But there are many others where you can 'shop in a mall' (as if going in credit card debt really is a good thing) and then drive out east to farms & relax like central CT. Plus you don't have the snootiness, snobbishness & hostile behavior & driving that is endemic on Long Island and you can buy a real house for under $400,000.
BTW, salaries on Long Island are pathetic and it seems like most of the jobs are in Health Care or some low level accounting profession.
The average MBA grad from Hofstra (for example) gets a job offer paying $65,000 as of 2005. Who can live on $65,000 on Long Island?? I was fortunate to get an offer paying over $10,000 more & now more than that. I am in the transition of moving out of the NYC metro area and it really is better.
I live in Huntington, and my family loves it. I go to the bank, the teller knows me.

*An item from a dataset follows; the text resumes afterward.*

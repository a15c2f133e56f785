pub mod selector;
pub mod vtt;

pub use selector::{select_track, CaptionTrack};
pub use vtt::{build_excerpt, vtt_to_text, CaptionNormalizer, ELISION_MARKER};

I go to the pharmacy, the pharmacist knows me. Ditto at the dry cleaner. Of course, part of it is we always go to the same dry cleaner, the same pharmacy, so we've made these relationships happen. We are a middle class family, our kids are involved in Little League, dance, music. So we meet people, and they are not self-absorbed ridiculous people. I'm sure some exist, but we're just not in that circle.

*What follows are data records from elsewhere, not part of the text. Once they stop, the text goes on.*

//! Run orchestration: acquisition and extraction as two stages of one pipeline

use async_trait::async_trait;
use chrono::{DateTime, NaiveDate, Utc};
use serde::{Deserialize, Serialize};
use std::path::{Path, PathBuf};
use std::sync::Arc;
use std::time::Instant;
use tracing::{debug, info, warn};

use crate::acquisition::cache::id_from_info_path;
use crate::acquisition::{
    AcquisitionController, AcquisitionReport, CaptionCache, DownloadLedger, VideoFetcher,
};
use crate::captions::{build_excerpt, select_track, vtt_to_text};
use crate::config::Config;
use crate::error::{IngestError, Result};
use crate::extraction::{ExtractionOutcome, StructuredExtractor};
use crate::llm::LLM;
use crate::records::{Candidate, FailureRecord, NonReviewRecord, ProductionDataset, ReviewRecord};
use crate::state::{ItemStage, StateStats, StateTracker, Terminal};

pub const REVIEWS_FILE: &str = "missing.json";
pub const PARTIAL_REVIEWS_FILE: &str = "missing.partial.json";
pub const NON_REVIEWS_FILE: &str = "non_reviews.json";
pub const FAILURES_FILE: &str = "failures.json";
pub const RUN_STATS_FILE: &str = "run_stats.json";

/// Counts from scanning cached metadata for extraction candidates
#[derive(Debug, Clone, Default, PartialEq, Eq, Serialize, Deserialize)]
pub struct DiscoveryStats {
    pub info_json_files: usize,
    pub skipped_unreadable: usize,
    pub skipped_non_video: usize,
    pub skipped_already_in_reports: usize,
    pub skipped_before_cutoff: usize,
    pub skipped_missing_captions: usize,
    pub candidates: usize,
    pub limit: Option<usize>,
}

The village cannot be beat for restaurants. Mangiamo is excellent, and there is alway Last Licks for the kdis to have ice cream. Or Ben and Jerry's. Two hibachi restaurants are good and popular as well. There is Afghani. There are Irish pubs.
You can go take a walk along the harbor if you like it more quiet. Small beaches like Gold Star and Fleets Cove are accessible and fun for a quick trip.
Location: Concrete jungle where dreams are made of.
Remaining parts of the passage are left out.